The bigger your sample, the better your accuracy, but beyond a certain size - say 5,000 - your result is highly accurate and having an even bigger sample doesn't make very much difference.

"But!", say the objectors, "Online, data is basically free and we can use the whole dataset, so we should!"

And that's true, up to a point. Data storage is so cheap it's close to free, but data processing isn't. A large part of the cost is in your own time - you can wait ten minutes for a results dashboard to refresh, or you can sample the data, wait thirty seconds and get the same answer. It's your choice, but personally I like faster.

Outside the digital world, storage is still cheap, but data collection can get really expensive.

The TV industry in the UK is constantly beaten with a stick based on the fact that TV audience figures are estimated using a sample of 'only' 5,100 homes. It costs a lot to put tracking boxes into homes and this number has been arrived at very carefully, by very well trained statisticians. It's just enough to measure TV audiences with high accuracy, without wasting money.

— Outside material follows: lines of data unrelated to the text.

//! Device model

use serde::{Deserialize, Serialize};

use super::id::uuid_id;

uuid_id! {
    /// Identifier of one Grove installation; never regenerated once persisted
    DeviceId
}

/// This device or a remote one, as announced during the handshake.
#[derive(Debug, Clone, PartialEq, Eq, Serialize, Deserialize)]
pub struct Device {
    pub device_id: DeviceId,
    pub device_name: String,
}
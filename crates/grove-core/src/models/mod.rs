//! Data models for Grove

mod attachment;
mod change;
mod conflict;
mod device;
mod id;
mod note;
mod peer;
mod tag;

pub use attachment::{Attachment, AttachmentId};
pub use change::{
    ApplyOutcome, ChangeRecord, EntitySnapshot, EntityType, RecordResult, CHANGE_SCHEMA_VERSION,
};
pub use conflict::{Conflict, ConflictId, ConflictStatus, ResolutionChoice};
pub use device::{Device, DeviceId};
pub(crate) use note::validate_content;
pub use note::{Note, NoteId, MAX_NOTE_CONTENT_CHARS};
pub use peer::{Peer, PeerRegistration};
pub use tag::{
    normalize_tag_name, note_tag_key, NoteTag, Tag, TagId, MAX_TAG_DEPTH, MAX_TAG_NAME_CHARS,
};
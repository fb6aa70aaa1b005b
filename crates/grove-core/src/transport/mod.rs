//! Sync wire protocol
//!
//! JSON over HTTPS. The initiator side is abstracted behind [`PeerTransport`]
//! so rounds can run against a real server or an in-process responder.

mod http;
pub mod loopback;
mod responder;
mod server;
mod tls;

use serde::{Deserialize, Serialize};

use crate::error::Result;
use crate::identity::Fingerprint;
use crate::merge::OutcomeCounts;
use crate::models::{ChangeRecord, DeviceId, EntityType, Peer, RecordResult};

pub use http::{HttpSession, HttpTransport, TransportOptions};
pub use responder::{ResponderOptions, SyncResponder};
pub use server::{serve, spawn_server, sync_router, RunningServer, ServerOptions};
pub use tls::{client_config, server_config, PinnedCertVerifier};

/// Protocol version spoken by this build
pub const PROTOCOL_VERSION: &str = "1.0";

/// Header identifying the calling device on every request
pub const DEVICE_ID_HEADER: &str = "X-Grove-Device-Id";

pub const DEFAULT_PAGE_SIZE: usize = 1000;
pub const MAX_PAGE_SIZE: usize = 10_000;

/// Peers interoperate when their major protocol versions match.
pub fn is_compatible(version: &str) -> bool {
    fn major(version: &str) -> Option<&str> {
        version.trim().split('.').next().filter(|m| !m.is_empty())
    }
    major(version).is_some_and(|theirs| Some(theirs) == major(PROTOCOL_VERSION))
}

#[derive(Debug, Clone, PartialEq, Eq, Serialize, Deserialize)]
pub struct StatusResponse {
    pub status: String,
    pub device_id: DeviceId,
    pub device_name: String,
    pub protocol_version: String,
    pub accepting: bool,
    pub server_time: i64,
}

#[derive(Debug, Clone, PartialEq, Eq, Serialize, Deserialize)]
pub struct HandshakeRequest {
    pub device_id: DeviceId,
    pub device_name: String,
    pub protocol_version: String,
}

#[derive(Debug, Clone, PartialEq, Eq, Serialize, Deserialize)]
pub struct HandshakeResponse {
    pub device_id: DeviceId,
    pub device_name: String,
    pub protocol_version: String,
    pub server_time: i64,
}

/// Query string of `GET /sync/changes`
#[derive(Debug, Clone, Copy, PartialEq, Eq, Serialize, Deserialize)]
pub struct ChangesQuery {
    #[serde(default)]
    pub since: i64,
    pub entity_type: EntityType,
    #[serde(default, skip_serializing_if = "Option::is_none")]
    pub limit: Option<usize>,
}

#[derive(Debug, Clone, PartialEq, Eq, Serialize, Deserialize)]
pub struct ChangesPage {
    pub entity_type: EntityType,
    pub since: i64,
    pub next_since: i64,
    pub is_complete: bool,
    pub changes: Vec<ChangeRecord>,
    pub device_id: DeviceId,
}

#[derive(Debug, Clone, PartialEq, Eq, Serialize, Deserialize)]
pub struct ApplyRequest {
    pub device_id: DeviceId,
    pub device_name: String,
    /// The pair's last sync watermark as the initiator knows it
    #[serde(default)]
    pub base_watermark: Option<i64>,
    pub changes: Vec<ChangeRecord>,
    /// Set on the last batch of a round: the initiator's round start, which
    /// becomes the responder's watermark for this pair
    #[serde(default, skip_serializing_if = "Option::is_none")]
    pub round_started_at: Option<i64>,
}

#[derive(Debug, Clone, PartialEq, Eq, Serialize, Deserialize)]
pub struct ApplyResponse {
    pub results: Vec<RecordResult>,
    #[serde(flatten)]
    pub counts: OutcomeCounts,
}

impl ApplyResponse {
    pub fn from_results(results: Vec<RecordResult>) -> Self {
        Self {
            counts: OutcomeCounts::tally(&results),
            results,
        }
    }
}

#[derive(Debug, Clone, PartialEq, Eq, Serialize, Deserialize)]
pub struct FullSnapshot {
    pub device_id: DeviceId,
    pub device_name: String,
    pub server_time: i64,
    pub changes: Vec<ChangeRecord>,
}

/// Opens sessions to registered peers.
#[allow(async_fn_in_trait)]
pub trait PeerTransport {
    type Session: PeerSession;

    async fn open(&self, peer: &Peer) -> Result<Self::Session>;
}

/// One connection's worth of protocol verbs against a single peer.
#[allow(async_fn_in_trait)]
pub trait PeerSession {
    /// Certificate fingerprint seen during the TLS handshake, `None` over plain HTTP
    fn presented_fingerprint(&self) -> Option<Fingerprint>;

    async fn status(&self) -> Result<StatusResponse>;

    async fn handshake(&self, request: &HandshakeRequest) -> Result<HandshakeResponse>;

    async fn changes(
        &self,
        entity_type: EntityType,
        since: i64,
        limit: usize,
    ) -> Result<ChangesPage>;

    async fn apply(&self, request: &ApplyRequest) -> Result<ApplyResponse>;

    async fn full(&self) -> Result<FullSnapshot>;
}

#[cfg(test)]
mod tests {
    use super::*;
    use pretty_assertions::assert_eq;

    #[test]
    fn compatible_when_major_matches() {
        assert!(is_compatible("1.0"));
        assert!(is_compatible("1.7"));
        assert!(!is_compatible("2.0"));
        assert!(!is_compatible(""));
    }

    #[test]
    fn apply_response_flattens_counts() {
        let response = ApplyResponse::from_results(Vec::new());
        let value = serde_json::to_value(&response).unwrap();
        assert_eq!(value["applied"], 0);
        assert_eq!(value["conflicts"], 0);
        assert!(value["results"].as_array().unwrap().is_empty());
    }

    #[test]
    fn changes_query_defaults_since() {
        let query: ChangesQuery =
            serde_json::from_value(serde_json::json!({"entity_type": "tag"})).unwrap();
        assert_eq!(query.since, 0);
        assert_eq!(query.entity_type, EntityType::Tag);
        assert_eq!(query.limit, None);
    }
}
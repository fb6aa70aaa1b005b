//! Grove CLI - notes on every device, synchronized peer to peer
//!
//! Manages the local note store, the device identity and the peers it
//! syncs with, and runs the sync server.

mod cli;
mod commands;
mod error;


use clap::Parser;
use grove_core::models::PeerRegistration;

use crate::cli::{Cli, Commands, ConflictsCommand, NoteCommand, PeersCommand, TagCommand};
use crate::commands::common::{AppContext, Paths};
use crate::commands::conflicts::{run_conflicts_list, run_conflicts_resolve};
use crate::commands::identity::run_identity;
use crate::commands::notes::{run_note_add, run_note_delete, run_note_list};
use crate::commands::peers::{
    run_peers_add, run_peers_list, run_peers_remove, run_peers_reset_watermark,
};
use crate::commands::serve::run_serve;
use crate::commands::sync::{run_status, run_sync};
use crate::commands::tags::{run_tag_add, run_tag_assign, run_tag_list};
use crate::error::CliError;

#[tokio::main]
async fn main() {
    if let Err(error) = run().await {
        eprintln!("Error: {error}");
        std::process::exit(1);
    }
}

async fn run() -> Result<(), CliError> {
    dotenvy::dotenv().ok();

    tracing_subscriber::fmt()
        .with_env_filter(
            tracing_subscriber::EnvFilter::from_default_env()
                .add_directive("grove=info".parse().unwrap())
                .add_directive("grove_core=info".parse().unwrap()),
        )
        .init();

    let cli = Cli::parse();
    let paths = Paths::resolve(cli.config_dir, cli.db_path)?;

    match cli.command {
        // The identity must be readable before any database exists.
        Commands::Identity { name } => run_identity(name.as_deref(), &paths),
        command => run_command(command, &AppContext::load(paths).await?).await,
    }
}

async fn run_command(command: Commands, ctx: &AppContext) -> Result<(), CliError> {
    match command {
        Commands::Identity { name } => run_identity(name.as_deref(), &ctx.paths)?,
        Commands::Serve => run_serve(ctx).await?,
        Commands::Sync {
            peer_id,
            full,
            json,
        } => run_sync(peer_id.as_deref(), full, json, ctx).await?,
        Commands::Status { peer_id } => run_status(&peer_id, ctx).await?,
        Commands::Peers(command) => run_peers(command, ctx).await?,
        Commands::Conflicts(ConflictsCommand::List { all, json }) => {
            run_conflicts_list(all, json, ctx).await?;
        }
        Commands::Conflicts(ConflictsCommand::Resolve { id, choice }) => {
            run_conflicts_resolve(&id, choice.into(), ctx).await?;
        }
        Commands::Note(NoteCommand::Add { content }) => run_note_add(&content, ctx).await?,
        Commands::Note(NoteCommand::List { limit, json }) => {
            run_note_list(limit, json, ctx).await?;
        }
        Commands::Note(NoteCommand::Delete { id }) => run_note_delete(&id, ctx).await?,
        Commands::Tag(TagCommand::Add { name, parent }) => {
            run_tag_add(&name, parent.as_deref(), ctx).await?;
        }
        Commands::Tag(TagCommand::Assign { note_id, tag }) => {
            run_tag_assign(&note_id, &tag, ctx).await?;
        }
        Commands::Tag(TagCommand::List) => run_tag_list(ctx).await?,
    }

    Ok(())
}

async fn run_peers(command: PeersCommand, ctx: &AppContext) -> Result<(), CliError> {
    match command {
        PeersCommand::List { json } => run_peers_list(json, ctx).await,
        PeersCommand::Add {
            peer_id,
            name,
            url,
            fingerprint,
        } => {
            let registration = PeerRegistration {
                peer_id,
                peer_name: name,
                peer_url: url,
                certificate_fingerprint: fingerprint,
            };
            run_peers_add(registration, ctx).await
        }
        PeersCommand::Remove { peer_id } => run_peers_remove(&peer_id, ctx).await,
        PeersCommand::ResetWatermark { peer_id } => run_peers_reset_watermark(&peer_id, ctx).await,
    }
}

In fairness, The BARB TV audience panel is challenged by a proliferation of tiny satellite TV channels - because sometimes nobody at all out of those 5,100 homes is watching them - and by Sky AdSmart, which delivers different adverts to individual homes. It may need to adapt using new technology and grow to cope, but nobody is seriously suggesting tracking what everybody in the UK watches on TV, at all times, on all devices. That would be ridiculous.

I'll be blunt. Any online data specialist who uses the 5,100 home sample to beat 'old fashioned' TV viewing figures, doesn't know what they're talking about.

Sampling is an incredibly useful tool and sometimes more isn't better, it's just more. More time to wait, more computer processing power, more cost and more difficulty getting to the same answer.